- West Indies / India
- Dates: 9 July 2016 – 28 August 2016
- Captains: Jason Holder (Tests) Carlos Brathwaite (T20Is) / Virat Kohli (Tests) MS Dhoni (T20Is)

Test series
- Result: India won the 4-match series 2–0
- Most runs: Kraigg Brathwaite (200) / Virat Kohli (251)
- Most wickets: Miguel Cummins (9) / Ravichandran Ashwin (17)
- Player of the series: Ravichandran Ashwin (Ind)

Twenty20 International series
- Results: West Indies won the 2-match series 1–0
- Most runs: Evin Lewis (107) / KL Rahul (110)
- Most wickets: Dwayne Bravo (2) / Jasprit Bumrah (4)
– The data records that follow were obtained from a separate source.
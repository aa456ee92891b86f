//! Terminal output formatting with colors
//!
//! Respects NO_COLOR, CLICOLOR, CLICOLOR_FORCE automatically.

use colored::Colorize;

/// Print error (red bold "error:" prefix) to stderr
pub fn error(msg: &(impl std::fmt::Display + ?Sized)) {
    eprintln!("{}: {}", "error".red().bold(), msg);
}

/// Print warning (yellow "Warning:" prefix) to stderr
pub fn warning(msg: &(impl std::fmt::Display + ?Sized)) {
    eprintln!("{}: {}", "Warning".yellow(), msg);
}

/// Print success status (green checkmark)
pub fn success(msg: &(impl std::fmt::Display + ?Sized)) {
    println!("{} {}", "✓".green(), msg);
}

/// Print completed action (green label)
pub fn action(label: &str, msg: &(impl std::fmt::Display + ?Sized)) {
    println!("{}: {}", label.green(), msg);
}

/// Print section header (cyan bold)
pub fn header(msg: &(impl std::fmt::Display + ?Sized)) {
    println!("{}", msg.to_string().cyan().bold());
}

/// Print indented detail (no color)
pub fn detail(msg: &(impl std::fmt::Display + ?Sized)) {
    println!("  {}", msg);
}

/// Print plain output (no color, for data lines)
pub fn info(msg: &(impl std::fmt::Display + ?Sized)) {
    println!("{}", msg);
}

/// Print prompt without newline (cyan)
pub fn prompt(msg: &(impl std::fmt::Display + ?Sized)) {
    use std::io::Write;
    print!("{} ", msg.to_string().cyan());
    std::io::stdout().flush().ok();
}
= Indian cricket team in the West Indies in 2016 =

International cricket tour

The Indian cricket team toured the West Indies for a four-match Test series. Prior to the four Test matches, there were two tour matches. The tour coincided with the 2016 Caribbean Premier League. This was the first bilateral tour between the two sides since the West Indies pulled out of the previous tour in October 2014.

In July 2016 the Board of Control for Cricket in India (BCCI) met with West Indies Cricket Board (WICB) to look at the possibility of adding three Twenty20 International (T20I) matches to the tour. The WICB requested that the matches could be played at the Central Broward Regional Park in Florida at the end of August. The West Indies previously played T20I matches in the United States against New Zealand in June 2012. There were fears that it may have taken up to six weeks to secure visas for the Indian team, but both the BCCI and WICB secured them in time. On 2 August, the BCCI confirmed that there would be two T20I matches played in Florida at the end of August.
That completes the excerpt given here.